◆ **PROBLEM**: When a line in the records contains the string "allow", copy that line.

◆ **THE INPUT**:
use anyhow::Result;
use async_trait::async_trait;
use ferry_core::TrustLevel;
use serde::{Deserialize, Serialize};
use std::collections::HashMap;
use std::path::PathBuf;
use std::sync::Arc;
use std::time::Duration;
use tracing::{debug, warn};

use crate::policy::{ExecOutput, NetworkMode, SandboxConfig};

const SANDBOX_TIMEOUT: Duration = Duration::from_secs(120);

/// Looks up who is currently driving a session.
///
/// Implemented by the security context registry. `None` means no context is
/// stored for the session, which the resolver treats as untrusted.
pub trait TrustLookup: Send + Sync {
    fn trust_for_session(&self, session: &str) -> Option<TrustLevel>;

    /// Sandbox config already resolved for the session, if any.
    fn sandbox_for_session(&self, _session: &str) -> Option<SandboxConfig> {
        None
    }
}

/// What the resolver asks an extension to materialise.
#[derive(Debug, Clone, PartialEq, Eq, Serialize)]
pub struct SandboxRequest {
    pub session_name: String,
    pub trust_level: TrustLevel,
    pub config: SandboxConfig,
}

/// A concrete execution context handed back by an extension.
#[derive(Debug, Clone, PartialEq, Eq, Serialize, Deserialize)]
pub struct SandboxHandle {
    pub container: String,
    pub workdir: PathBuf,
    pub trust_level: TrustLevel,
    pub network: NetworkMode,
}

/// Provides actual isolation (containers, VMs, ...). Optional infrastructure.
#[async_trait]
pub trait SandboxExtension: Send + Sync {
    fn name(&self) -> &str;

    async fn resolve_context(&self, request: &SandboxRequest) -> Result<Option<SandboxHandle>>;

    async fn exec(
        &self,
        handle: &SandboxHandle,
        command: &str,
        timeout: Duration,
    ) -> Result<ExecOutput>;
}

/// Sandbox extensions installed in this process, by name.
#[derive(Default, Clone)]
pub struct SandboxExtensions {
    by_name: HashMap<String, Arc<dyn SandboxExtension>>,
}

impl SandboxExtensions {
    pub fn new() -> Self {
        Self::default()
    }

    pub fn register(&mut self, extension: Arc<dyn SandboxExtension>) {
        self.by_name.insert(extension.name().to_owned(), extension);
    }

    pub fn get(&self, name: &str) -> Option<Arc<dyn SandboxExtension>> {
        self.by_name.get(name).cloned()
    }

    pub fn names(&self) -> Vec<String> {
        let mut names: Vec<_> = self.by_name.keys().cloned().collect();
        names.sort();
        names
    }
}

impl std::fmt::Debug for SandboxExtensions {
    fn fmt(&self, f: &mut std::fmt::Formatter<'_>) -> std::fmt::Result {
        f.debug_struct("SandboxExtensions")
            .field("names", &self.names())
            .finish()
    }
}

/// Maps sessions to sandbox execution contexts.
pub struct SandboxResolver {
    trust: Arc<dyn TrustLookup>,
    extension: Option<Arc<dyn SandboxExtension>>,
    timeout: Duration,
}

impl std::fmt::Debug for SandboxResolver {
    fn fmt(&self, f: &mut std::fmt::Formatter<'_>) -> std::fmt::Result {
        let extension = self.extension.as_ref().map(|e| e.name().to_owned());
        f.debug_struct("SandboxResolver")
            .field("extension", &extension)
            .field("timeout", &self.timeout)
            .finish_non_exhaustive()
    }
}

impl SandboxResolver {
    pub fn new(trust: Arc<dyn TrustLookup>, extension: Option<Arc<dyn SandboxExtension>>) -> Self {
        Self {
            trust,
            extension,
            timeout: SANDBOX_TIMEOUT,
        }
    }

    #[must_use]
    pub fn with_timeout(mut self, timeout: Duration) -> Self {
        self.timeout = timeout;
        self
    }

    pub fn has_extension(&self) -> bool {
        self.extension.is_some()
    }

    /// Trust level and sandbox config for a session. Missing context is untrusted.
    pub fn resolve_request(&self, session: &str) -> SandboxRequest {
        let trust_level = self.trust.trust_for_session(session).unwrap_or_else(|| {
            warn!(
                session,
                "no security context for session, falling back to untrusted sandbox"
            );
            TrustLevel::Untrusted
        });
        let config = self
            .trust
            .sandbox_for_session(session)
            .unwrap_or_else(|| SandboxConfig::default_for_trust(trust_level));

        SandboxRequest {
            session_name: session.to_owned(),
            trust_level,
            config,
        }
    }

    /// Materialise the sandbox for a session.
    ///
    /// Returns `Ok(None)` when no extension is installed or the extension
    /// declines; sandboxing is optional infrastructure.
    pub async fn get_sandbox_for_session(&self, session: &str) -> Result<Option<SandboxHandle>> {
        let request = self.resolve_request(session);
        let Some(extension) = &self.extension else {
            debug!(
                session,
                trust = %request.trust_level,
                "no sandbox extension installed"
            );
            return Ok(None);
        };

        debug!(
            session,
            trust = %request.trust_level,
            extension = extension.name(),
            network = ?request.config.network,
            "resolving sandbox context"
        );
        extension.resolve_context(&request).await
    }

    /// Run `command` inside the session's sandbox.
    ///
    /// Returns `Ok(None)` instead of running unsandboxed when there is no
    /// extension or no context could be materialised.
    pub async fn exec_in_sandbox(
        &self,
        session: &str,
        command: &str,
    ) -> Result<Option<ExecOutput>> {
        let Some(extension) = &self.extension else {
            debug!(session, "no sandbox extension installed, refusing to exec");
            return Ok(None);
        };
        let Some(handle) = self.get_sandbox_for_session(session).await? else {
            return Ok(None);
        };

        debug!(
            session,
            container = %handle.container,
            command_len = command.len(),
            "sandbox: exec"
        );
        extension
            .exec(&handle, command, self.timeout)
            .await
            .map(Some)
    }
}

#[allow(clippy::unwrap_used)]
#[cfg(test)]
mod tests {
    use super::*;
    use crate::fakes::RecordingSandboxExtension;

    struct NoContexts;

    impl TrustLookup for NoContexts {
        fn trust_for_session(&self, _session: &str) -> Option<TrustLevel> {
            None
        }
    }

    #[test]
    fn missing_context_resolves_untrusted_defaults() {
        let resolver = SandboxResolver::new(Arc::new(NoContexts), None);
        let request = resolver.resolve_request("support");
        assert_eq!(request.trust_level, TrustLevel::Untrusted);
        assert_eq!(
            request.config,
            SandboxConfig::default_for_trust(TrustLevel::Untrusted)
        );
    }

    #[tokio::test]
    async fn no_extension_returns_none() {
        let resolver = SandboxResolver::new(Arc::new(NoContexts), None);
        let handle = resolver.get_sandbox_for_session("a").await.unwrap();
        assert!(handle.is_none());
        assert!(resolver.exec_in_sandbox("a", "ls").await.unwrap().is_none());
    }

    #[test]
    fn extensions_registry_by_name() {
        let mut extensions = SandboxExtensions::new();
        extensions.register(Arc::new(RecordingSandboxExtension::new()));
        assert!(extensions.get("recording").is_some());
        assert!(extensions.get("container").is_none());
        assert_eq!(extensions.names(), vec!["recording".to_owned()]);
    }
}
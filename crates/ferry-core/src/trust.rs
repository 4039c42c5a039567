//! Static trust and capability tables.
//!
//! Everything here is pure: lookups over fixed tables, no state.

use serde::{Deserialize, Serialize};
use std::cmp::Ordering;
use std::collections::BTreeSet;
use std::fmt;
use std::str::FromStr;
use tracing::debug;

use crate::types::{SourceType, TrustLevel};

/// A named permission.
#[derive(Debug, Clone, Copy, PartialEq, Eq, Hash, PartialOrd, Ord, Serialize, Deserialize)]
pub enum Capability {
    #[serde(rename = "inject.local")]
    InjectLocal,
    #[serde(rename = "inject.network")]
    InjectNetwork,
    #[serde(rename = "cross.inject")]
    CrossInject,
    #[serde(rename = "cross.read")]
    CrossRead,
    #[serde(rename = "tools.read")]
    ToolsRead,
    #[serde(rename = "tools.write")]
    ToolsWrite,
    #[serde(rename = "tools.exec")]
    ToolsExec,
    #[serde(rename = "tools.network")]
    ToolsNetwork,
    #[serde(rename = "memory.read")]
    MemoryRead,
    #[serde(rename = "memory.write")]
    MemoryWrite,
    #[serde(rename = "gateway.forward")]
    GatewayForward,
    #[serde(rename = "config.write")]
    ConfigWrite,
}

impl Capability {
    pub const ALL: [Self; 12] = [
        Self::InjectLocal,
        Self::InjectNetwork,
        Self::CrossInject,
        Self::CrossRead,
        Self::ToolsRead,
        Self::ToolsWrite,
        Self::ToolsExec,
        Self::ToolsNetwork,
        Self::MemoryRead,
        Self::MemoryWrite,
        Self::GatewayForward,
        Self::ConfigWrite,
    ];

    pub fn as_str(self) -> &'static str {
        match self {
            Self::InjectLocal => "inject.local",
            Self::InjectNetwork => "inject.network",
            Self::CrossInject => "cross.inject",
            Self::CrossRead => "cross.read",
            Self::ToolsRead => "tools.read",
            Self::ToolsWrite => "tools.write",
            Self::ToolsExec => "tools.exec",
            Self::ToolsNetwork => "tools.network",
            Self::MemoryRead => "memory.read",
            Self::MemoryWrite => "memory.write",
            Self::GatewayForward => "gateway.forward",
            Self::ConfigWrite => "config.write",
        }
    }
}

impl fmt::Display for Capability {
    fn fmt(&self, f: &mut fmt::Formatter<'_>) -> fmt::Result {
        f.write_str(self.as_str())
    }
}

impl FromStr for Capability {
    type Err = anyhow::Error;

    fn from_str(s: &str) -> Result<Self, Self::Err> {
        Self::ALL
            .into_iter()
            .find(|cap| cap.as_str() == s)
            .ok_or_else(|| anyhow::anyhow!("unknown capability: {s}"))
    }
}

/// Default trust level for each source type.
pub fn default_trust_for_source(source_type: SourceType) -> TrustLevel {
    match source_type {
        SourceType::Cli | SourceType::Daemon => TrustLevel::Owner,
        SourceType::Cron | SourceType::Api => TrustLevel::Trusted,
        SourceType::Plugin | SourceType::Gateway => TrustLevel::SemiTrusted,
        SourceType::P2p | SourceType::P2pDiscovery => TrustLevel::Untrusted,
    }
}

/// Capability profile granted by a trust level before any session overrides.
pub fn capability_profile(trust: TrustLevel) -> BTreeSet<Capability> {
    use Capability::{
        CrossRead, GatewayForward, InjectLocal, InjectNetwork, MemoryRead, MemoryWrite, ToolsExec,
        ToolsNetwork, ToolsRead, ToolsWrite,
    };

    match trust {
        TrustLevel::Owner => Capability::ALL.into_iter().collect(),
        TrustLevel::Trusted => [
            InjectLocal,
            InjectNetwork,
            CrossRead,
            ToolsRead,
            ToolsWrite,
            ToolsExec,
            ToolsNetwork,
            MemoryRead,
            MemoryWrite,
            GatewayForward,
        ]
        .into_iter()
        .collect(),
        TrustLevel::SemiTrusted => [
            InjectLocal,
            ToolsRead,
            ToolsNetwork,
            MemoryRead,
            GatewayForward,
        ]
        .into_iter()
        .collect(),
        TrustLevel::Untrusted => [InjectLocal, GatewayForward].into_iter().collect(),
    }
}

/// Total order over trust levels; `Greater` means `a` is more privileged.
pub fn compare_trust_level(a: TrustLevel, b: TrustLevel) -> Ordering {
    a.cmp(&b)
}

/// Whether `actual` is at least as privileged as `required`.
pub fn meets_trust_level(actual: TrustLevel, required: TrustLevel) -> bool {
    compare_trust_level(actual, required) != Ordering::Less
}

/// Resolve one capability name, wildcard or alias.
///
/// Accepts exact names (`tools.exec`), `*`, prefix wildcards (`tools.*`) and
/// the aliases `read-only` and `admin`. Returns `None` for anything else.
pub fn parse_capability_pattern(pattern: &str) -> Option<Vec<Capability>> {
    let pattern = pattern.trim();
    match pattern {
        "*" | "admin" => return Some(Capability::ALL.to_vec()),
        "read-only" => {
            return Some(vec![
                Capability::ToolsRead,
                Capability::MemoryRead,
                Capability::CrossRead,
            ]);
        }
        _ => {}
    }

    if let Some(prefix) = pattern.strip_suffix(".*") {
        let matched: Vec<_> = Capability::ALL
            .into_iter()
            .filter(|cap| {
                cap.as_str()
                    .split_once('.')
                    .is_some_and(|(group, _)| group == prefix)
            })
            .collect();
        return if matched.is_empty() {
            None
        } else {
            Some(matched)
        };
    }

    pattern.parse::<Capability>().ok().map(|cap| vec![cap])
}

/// Expand capability names, wildcards and aliases into a concrete set.
///
/// Unknown names are dropped: an unrecognised capability is never granted.
pub fn expand_capabilities<S: AsRef<str>>(names: &[S]) -> BTreeSet<Capability> {
    let mut expanded = BTreeSet::new();
    for name in names {
        if let Some(caps) = parse_capability_pattern(name.as_ref()) {
            expanded.extend(caps);
        } else {
            debug!(
                capability = name.as_ref(),
                "ignoring unknown capability name"
            );
        }
    }
    expanded
}

/// Capability a tool needs when no explicit allow-list applies.
///
/// Returns `None` for tools not in the table; callers must treat that as denied.
pub fn tool_capability(tool: &str) -> Option<Capability> {
    let cap = match tool {
        "read_file" | "list_directory" | "glob" | "grep" | "view_image" => Capability::ToolsRead,
        "write_file" | "edit_file" | "apply_patch" => Capability::ToolsWrite,
        "bash" | "exec" | "process" => Capability::ToolsExec,
        "web_fetch" | "web_search" | "browser" => Capability::ToolsNetwork,
        "memory_search" | "memory_get" => Capability::MemoryRead,
        "memory_write" | "memory_forget" => Capability::MemoryWrite,
        "sessions_list" | "sessions_history" => Capability::CrossRead,
        "sessions_send" | "session_inject" => Capability::CrossInject,
        "config_set" | "config_write" => Capability::ConfigWrite,
        _ => return None,
    };
    Some(cap)
}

◆ **EXERCISE SOLUTION**:
#[allow(clippy::unwrap_used)]
/// Capability a tool needs when no explicit allow-list applies.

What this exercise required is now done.